Dive into the 2025 SVB “State of the U.S. Wine Industry” report and webinar with these five takeaways.
The Wine Industry Is in a Correction—But it Isn’t New
The 2025 “State of the U.S. Wine Industry” report predicts that neither volume nor value sales for the total wine category will grow in 2024. McMillan cites Shanken Impact Databank Review and Forecast in estimating that total wine volume will be down 2.4 percent in 2024, and he predicts that value sales will likely be flat over the previous year. That trend is likely to continue into 2025, with total wine value sales likely experiencing one percent decline by the end of the year.
This decline carried into the premium sector as well, with premium winery sales growth at -3.4 percent in 2024 (though this wasn’t universal; the top 25 percent of SVB’s data showed average revenue growth rates of 22 percent). Though premium segments fared better than total wine in the off-premise, SKUs retailing between $15 and $25 experienced -1.4 percent growth as well.
However, this trend isn’t new, and, in fact, it carries back much further than it might initially seem. Nielsen data first indicated that growth rates would begin slowing in late 2014, said McMillan, and the negative trend became obvious by 2017 as off-premise growth rates began to decline by volume.
Now, this industry correction has come to a head—but it’s good that this reset isn’t new. “We have been in this correction for a long time, so we have less to go than you might think to get out of it,” said McMillan.
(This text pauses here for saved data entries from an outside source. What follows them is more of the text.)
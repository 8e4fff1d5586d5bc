//! Score input / output models for the PRECISE-HBR engine.

use std::fmt;

use serde::{Deserialize, Serialize};

/// A continuous input the extractor could not obtain.
///
/// Binary and count inputs are never missing: absence of matching evidence
/// is treated as a confirmed negative. Only the four continuous variables
/// participate here.
#[derive(Debug, Clone, Copy, Serialize, Deserialize, PartialEq, Eq)]
pub enum MissingField {
    Age,
    Hemoglobin,
    Egfr,
    Wbc,
}

impl fmt::Display for MissingField {
    fn fmt(&self, f: &mut fmt::Formatter<'_>) -> fmt::Result {
        let label = match self {
            MissingField::Age => "Age",
            MissingField::Hemoglobin => "Hemoglobin",
            MissingField::Egfr => "eGFR",
            MissingField::Wbc => "WBC",
        };
        f.write_str(label)
    }
}

/// Where an eGFR value came from.
#[derive(Debug, Clone, Copy, Serialize, Deserialize, PartialEq, Eq)]
pub enum EgfrSource {
    /// A directly reported eGFR observation.
    Direct,
    /// Derived from creatinine via the CKD-EPI 2021 equation.
    CkdEpi2021,
}

impl fmt::Display for EgfrSource {
    fn fmt(&self, f: &mut fmt::Formatter<'_>) -> fmt::Result {
        match self {
            EgfrSource::Direct => f.write_str("Direct eGFR"),
            EgfrSource::CkdEpi2021 => f.write_str("CKD-EPI 2021"),
        }
    }
}

/// Individual ARC-HBR risk-factor flags.
///
/// A set flag means the concept was positively matched against at least one
/// coding system or text keyword; an unset flag means "not detected", not
/// "confirmed negative".
#[derive(Debug, Clone, Copy, Default, Serialize, Deserialize, PartialEq, Eq)]
pub struct ArcHbrFactors {
    pub thrombocytopenia: bool,
    pub bleeding_diathesis: bool,
    pub active_malignancy: bool,
    pub liver_cirrhosis: bool,
    pub nsaids_corticosteroids: bool,
}

impl ArcHbrFactors {
    /// Whether any of the five factors is present.
    pub fn has_any_factor(&self) -> bool {
        self.count() > 0
    }

    /// Number of factors present.
    pub fn count(&self) -> u8 {
        [
            self.thrombocytopenia,
            self.bleeding_diathesis,
            self.active_malignancy,
            self.liver_cirrhosis,
            self.nsaids_corticosteroids,
        ]
        .iter()
        .filter(|&&flag| flag)
        .count() as u8
    }
}

/// Effective (clamped) values and provenance for the extracted inputs.
#[derive(Debug, Clone, Default, Serialize, Deserialize, PartialEq)]
pub struct InputMetadata {
    pub age_effective: Option<f64>,
    pub hb_effective: Option<f64>,
    pub egfr_effective: Option<f64>,
    pub wbc_effective: Option<f64>,
    pub egfr_source: Option<EgfrSource>,
    pub hb_date: Option<String>,
    pub egfr_date: Option<String>,
    pub wbc_date: Option<String>,
    pub bleeding_evidence: Vec<String>,
    pub arc_details: ArcHbrFactors,
}

/// Canonical inputs for one scoring request. Constructed once from raw
/// clinical data, immutable afterwards.
///
/// Missing-data policy is deliberately asymmetric: a null continuous input
/// contributes zero and is listed in `missing_fields`, while absent evidence
/// for the binary/count inputs yields `false` / `0` and is never reported
/// as missing.
#[derive(Debug, Clone, Default, Serialize, Deserialize, PartialEq)]
pub struct ScoreInputs {
    pub age: Option<f64>,
    pub hb: Option<f64>,
    pub egfr: Option<f64>,
    pub wbc: Option<f64>,
    pub prior_bleeding: bool,
    pub oral_anticoag: bool,
    pub arc_hbr_count: u8,
    pub missing_fields: Vec<MissingField>,
    pub metadata: InputMetadata,
}

/// Per-term contributions, pre-rounding.
#[derive(Debug, Clone, Copy, Default, Serialize, Deserialize, PartialEq)]
pub struct ScoreBreakdown {
    pub base: f64,
    pub age: f64,
    pub hb: f64,
    pub egfr: f64,
    pub wbc: f64,
    pub bleeding: f64,
    pub anticoag: f64,
    pub arc_hbr: f64,
}

impl ScoreBreakdown {
    /// Raw (unrounded) score: the sum of every contribution.
    pub fn raw_total(&self) -> f64 {
        self.base
            + self.age
            + self.hb
            + self.egfr
            + self.wbc
            + self.bleeding
            + self.anticoag
            + self.arc_hbr
    }
}

/// One row of the score report.
///
/// The five individual ARC-HBR element rows are display-only: they carry
/// `score = 0` and `is_arc_hbr_element = true`, with the ARC contribution
/// carried by the summary row.
#[derive(Debug, Clone, Serialize, Deserialize, PartialEq)]
pub struct ScoreComponent {
    pub parameter: String,
    pub value: String,
    /// Pre-rounding contribution of this term.
    pub score: f64,
    pub date: Option<String>,
    pub is_present: Option<bool>,
    pub is_arc_hbr_element: bool,
    pub is_outdated: bool,
    pub description: String,
}

impl ScoreComponent {
    pub(crate) fn new(parameter: impl Into<String>, value: impl Into<String>, score: f64) -> Self {
        Self {
            parameter: parameter.into(),
            value: value.into(),
            score,
            date: None,
            is_present: None,
            is_arc_hbr_element: false,
            is_outdated: false,
            description: String::new(),
        }
    }
}

/// Full result of a scoring request.
#[derive(Debug, Clone, Serialize, Deserialize, PartialEq)]
pub struct ScoreReport {
    pub total_score: i64,
    pub components: Vec<ScoreComponent>,
    pub missing_fields: Vec<MissingField>,
}

/// Named risk category for a PRECISE-HBR score.
#[derive(Debug, Clone, Copy, Serialize, Deserialize, PartialEq, Eq)]
pub enum RiskCategory {
    NotHbr,
    Hbr,
    VeryHbr,
}

impl RiskCategory {
    pub fn label(&self) -> &'static str {
        match self {
            RiskCategory::NotHbr => "Not high bleeding risk",
            RiskCategory::Hbr => "HBR",
            RiskCategory::VeryHbr => "Very HBR",
        }
    }
}

/// Severity tag consumed by the downstream renderer.
#[derive(Debug, Clone, Copy, Serialize, Deserialize, PartialEq, Eq)]
#[serde(rename_all = "lowercase")]
pub enum RiskColor {
    Success,
    Warning,
    Danger,
}

impl fmt::Display for RiskColor {
    fn fmt(&self, f: &mut fmt::Formatter<'_>) -> fmt::Result {
        match self {
            RiskColor::Success => f.write_str("success"),
            RiskColor::Warning => f.write_str("warning"),
            RiskColor::Danger => f.write_str("danger"),
        }
    }
}

/// Risk categorization for a score. Pure function of the score, recomputed
/// on demand.
#[derive(Debug, Clone, Serialize, Deserialize, PartialEq)]
pub struct RiskCategoryInfo {
    pub category: RiskCategory,
    pub color: RiskColor,
    pub bleeding_risk_percent: f64,
    pub score_range: String,
}

/// Complete display payload for a score, including the recommendation line.
#[derive(Debug, Clone, Serialize, Deserialize, PartialEq)]
pub struct RiskDisplayInfo {
    pub score: i64,
    pub risk_category: String,
    pub score_range: String,
    pub bleeding_risk_percent: f64,
    pub color_class: RiskColor,
    pub full_label: String,
    pub recommendation: String,
}

#[cfg(test)]
mod tests {
    use super::*;

    #[test]
    fn test_missing_field_display_names() {
        assert_eq!(MissingField::Age.to_string(), "Age");
        assert_eq!(MissingField::Hemoglobin.to_string(), "Hemoglobin");
        assert_eq!(MissingField::Egfr.to_string(), "eGFR");
        assert_eq!(MissingField::Wbc.to_string(), "WBC");
    }

    #[test]
    fn test_arc_factor_count() {
        let none = ArcHbrFactors::default();
        assert_eq!(none.count(), 0);
        assert!(!none.has_any_factor());

        let two = ArcHbrFactors {
            thrombocytopenia: true,
            active_malignancy: true,
            ..Default::default()
        };
        assert_eq!(two.count(), 2);
        assert!(two.has_any_factor());
    }

    #[test]
    fn test_breakdown_raw_total() {
        let breakdown = ScoreBreakdown {
            base: 2.0,
            age: 11.25,
            hb: 12.5,
            egfr: 3.5,
            wbc: 7.2,
            bleeding: 7.0,
            anticoag: 5.0,
            arc_hbr: 3.0,
        };
        assert!((breakdown.raw_total() - 51.45).abs() < 1e-9);
    }
}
Industry Sentiment Trends Lower Than Financial Health
It’s no secret that industry sentiment is pretty dismal right now, and that is reflected in the 2025 “State of the U.S. Wine Industry” report. When asked “How was your year?” more wineries reported having a challenging year in 2024 (50 percent), and fewer reported having a strong one (29 percent). Twenty-one percent of respondents reported having neither a good nor bad year.
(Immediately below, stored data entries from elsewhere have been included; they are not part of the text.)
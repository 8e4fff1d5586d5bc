//! Golden tests for the full scoring pipeline.
//!
//! Each case runs raw clinical JSON through extraction, scoring, and
//! classification, and checks against hand-computed expectations.

use precise_hbr_core::models::RiskCategory;
use precise_hbr_core::scoring::risk_category_info;
use precise_hbr_core::{ClinicalBundle, Demographics, ReferenceConfig, Scorer};

struct GoldenCase {
    id: &'static str,
    bundle_json: &'static str,
    demographics_json: &'static str,
    expected_score: i64,
    expected_category: RiskCategory,
    expected_missing: usize,
}

fn golden_cases() -> Vec<GoldenCase> {
    vec![
        GoldenCase {
            id: "normal-patient",
            // Hb and eGFR on the healthy side of their thresholds; age and
            // WBC contribute 2.5 + 1.6 on top of the base 2.0 → 6.1 → 6.
            bundle_json: r#"{
                "HEMOGLOBIN": [{"valueQuantity": {"value": 16.0, "unit": "g/dL"}}],
                "EGFR": [{"valueQuantity": {"value": 110.0, "unit": "mL/min/1.73m2"}}],
                "WBC": [{"valueQuantity": {"value": 5.0, "unit": "10*9/L"}}]
            }"#,
            demographics_json: r#"{"age": 40, "gender": "male"}"#,
            expected_score: 6,
            expected_category: RiskCategory::NotHbr,
            expected_missing: 0,
        },
        GoldenCase {
            id: "pathological-patient",
            // 2 + 11.25 + 12.5 + 3.5 + 7.2 + 7 + 5 + 3 = 51.45 → 51.
            bundle_json: r#"{
                "HEMOGLOBIN": [{"valueQuantity": {"value": 10.0, "unit": "g/dL"}}],
                "EGFR": [{"valueQuantity": {"value": 30.0, "unit": "mL/min/1.73m2"}}],
                "WBC": [{"valueQuantity": {"value": 12.0, "unit": "10*9/L"}}],
                "PLATELETS": [{"valueQuantity": {"value": 80.0, "unit": "10*9/L"}}],
                "conditions": [{
                    "code": {"coding": [{
                        "system": "http://hl7.org/fhir/sid/icd-10-cm",
                        "code": "K92.2",
                        "display": "Gastrointestinal hemorrhage, unspecified"
                    }]}
                }],
                "med_requests": [{
                    "medicationCodeableConcept": {"text": "Warfarin 5mg daily"}
                }]
            }"#,
            demographics_json: r#"{"age": 75, "gender": "female"}"#,
            expected_score: 51,
            expected_category: RiskCategory::VeryHbr,
            expected_missing: 0,
        },
        GoldenCase {
            id: "empty-bundle",
            bundle_json: "{}",
            demographics_json: "{}",
            expected_score: 2,
            expected_category: RiskCategory::NotHbr,
            expected_missing: 4,
        },
        GoldenCase {
            id: "clamped-extremes",
            // Age 95→80 (12.5), Hb 3→5 (25), eGFR 2→5 (4.75), WBC 40→15
            // (9.6): 2 + 12.5 + 25 + 4.75 + 9.6 = 53.85 → 54.
            bundle_json: r#"{
                "HEMOGLOBIN": [{"valueQuantity": {"value": 3.0, "unit": "g/dL"}}],
                "EGFR": [{"valueQuantity": {"value": 2.0, "unit": "mL/min/1.73m2"}}],
                "WBC": [{"valueQuantity": {"value": 40.0, "unit": "10*9/L"}}]
            }"#,
            demographics_json: r#"{"age": 95, "gender": "male"}"#,
            expected_score: 54,
            expected_category: RiskCategory::VeryHbr,
            expected_missing: 0,
        },
        GoldenCase {
            id: "unit-aliases",
            // 120 g/L → 12 g/dL (7.5); WBC 8000 /uL → 8.0 (4.0); age 50
            // (5.0); eGFR missing: 2 + 5 + 7.5 + 4 = 18.5 → 18 (half-even).
            bundle_json: r#"{
                "HEMOGLOBIN": [{"valueQuantity": {"value": 120.0, "unit": "g/L"}}],
                "WBC": [{"valueQuantity": {"value": 8000.0, "unit": "/uL"}}]
            }"#,
            demographics_json: r#"{"age": 50}"#,
            expected_score: 18,
            expected_category: RiskCategory::NotHbr,
            expected_missing: 1,
        },
        GoldenCase {
            id: "derived-egfr",
            // Cr 0.9 mg/dL, male 40 → eGFR 111 → no eGFR contribution.
            // Age 40: 2 + 2.5 = 4.5 → 4 (half-even).
            bundle_json: r#"{
                "CREATININE": [{"valueQuantity": {"value": 0.9, "unit": "mg/dL"}}]
            }"#,
            demographics_json: r#"{"age": 40, "gender": "male"}"#,
            expected_score: 4,
            expected_category: RiskCategory::NotHbr,
            expected_missing: 2,
        },
    ]
}

#[test]
fn test_golden_cases() {
    let config = ReferenceConfig::builtin();
    let scorer = Scorer::new(&config);

    for case in golden_cases() {
        let bundle: ClinicalBundle =
            serde_json::from_str(case.bundle_json).unwrap_or_else(|e| {
                panic!("case {}: bundle JSON invalid: {e}", case.id);
            });
        let demographics: Demographics =
            serde_json::from_str(case.demographics_json).unwrap_or_else(|e| {
                panic!("case {}: demographics JSON invalid: {e}", case.id);
            });

        let report = scorer.calculate_score(&bundle, &demographics);
        assert_eq!(
            report.total_score, case.expected_score,
            "case {}: score mismatch",
            case.id
        );
        assert_eq!(
            report.missing_fields.len(),
            case.expected_missing,
            "case {}: missing-field count mismatch",
            case.id
        );

        let info = risk_category_info(report.total_score);
        assert_eq!(
            info.category, case.expected_category,
            "case {}: category mismatch",
            case.id
        );
    }
}

#[test]
fn test_component_invariants_hold_for_every_case() {
    let config = ReferenceConfig::builtin();
    let scorer = Scorer::new(&config);

    for case in golden_cases() {
        let bundle: ClinicalBundle = serde_json::from_str(case.bundle_json).unwrap();
        let demographics: Demographics = serde_json::from_str(case.demographics_json).unwrap();
        let report = scorer.calculate_score(&bundle, &demographics);

        // 14 rows: base, 4 continuous, 2 binary, 5 ARC elements, summary.
        assert_eq!(report.components.len(), 14, "case {}", case.id);

        let scored_sum: f64 = report
            .components
            .iter()
            .filter(|c| !c.is_arc_hbr_element)
            .map(|c| c.score)
            .sum();
        assert_eq!(
            scored_sum.round_ties_even() as i64,
            report.total_score,
            "case {}: component sum must round to the total",
            case.id
        );

        for component in report.components.iter().filter(|c| c.is_arc_hbr_element) {
            assert_eq!(component.score, 0.0, "case {}: ARC rows are display-only", case.id);
        }
    }
}

#[test]
fn test_missing_data_asymmetry_end_to_end() {
    let config = ReferenceConfig::builtin();
    let scorer = Scorer::new(&config);

    let inputs = scorer.extract_inputs(&ClinicalBundle::default(), &Demographics::default());
    let labels: Vec<String> = inputs.missing_fields.iter().map(|f| f.to_string()).collect();
    assert_eq!(labels, vec!["Age", "Hemoglobin", "eGFR", "WBC"]);
    assert!(!inputs.prior_bleeding);
    assert!(!inputs.oral_anticoag);
    assert_eq!(inputs.arc_hbr_count, 0);
}

#[test]
fn test_scoring_is_deterministic() {
    let config = ReferenceConfig::builtin();
    let scorer = Scorer::new(&config);
    let case = &golden_cases()[1];
    let bundle: ClinicalBundle = serde_json::from_str(case.bundle_json).unwrap();
    let demographics: Demographics = serde_json::from_str(case.demographics_json).unwrap();

    let first = scorer.calculate_score(&bundle, &demographics);
    let second = scorer.calculate_score(&bundle, &demographics);
    assert_eq!(first.total_score, second.total_score);
    assert_eq!(first.components, second.components);
}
Additionally, in the SVB Wine Industry Sentiment Index, winery respondents had negative sentiments about every issue surveyed except grape supply, with their negativity particularly growing over consumer demand, sales channels, foreign competition, and alcohol laws.
The reported financial health of winery respondents, however, is rosier. More wineries reported their financial health as weak over the previous year, but almost 70 percent still rated their financial condition as good or better. Thirty-two percent of wineries said their financial health was good, and 21 percent reported it as strong.
This helps to put the state of the wine industry into perspective, says McMillan. “I hate when people say, ‘we’re not going away.’ That’s not even a question,” he said in today’s webinar. “The industry is pretty strong.”
Supply Imbalance Is Driven by Reduced Demand
The SVB report indicates that there is a wholesale inventory oversupply right now, sitting around 1.6x sales. While these levels are no longer growing, they exceed the recommended 1.3x inventory-to-sales ratio for a market with declining sales. Inventory is also slightly heavy for smaller premium wineries, with 59 percent of premium wineries reporting they have more on hand than necessary.
“What oversupply in a warehouse really is is just a cellar full of lessons,” said Smith Story.
The wine industry is no stranger to oversupplies—it’s experienced a handful over the past 30 years—but the current imbalance is unique in that it’s driven by reduced demand rather than too much supply.
The last consumer-based imbalance took place over the eight-year period from 1986 to 1994. While several factors forced the wine industry into correction, two of those are also forcing the wine industry into correction today: a generational consumer rotation, and strong efforts from the anti-alcohol industry.
However, the 1990s brought solutions that the wine industry is unlikely to benefit from today, including widely publicized support for moderate alcohol consumption and increased wealth created by the U.S. stock market. “We lack a historical solution set to emulate,” McMillan writes in the 2025 report.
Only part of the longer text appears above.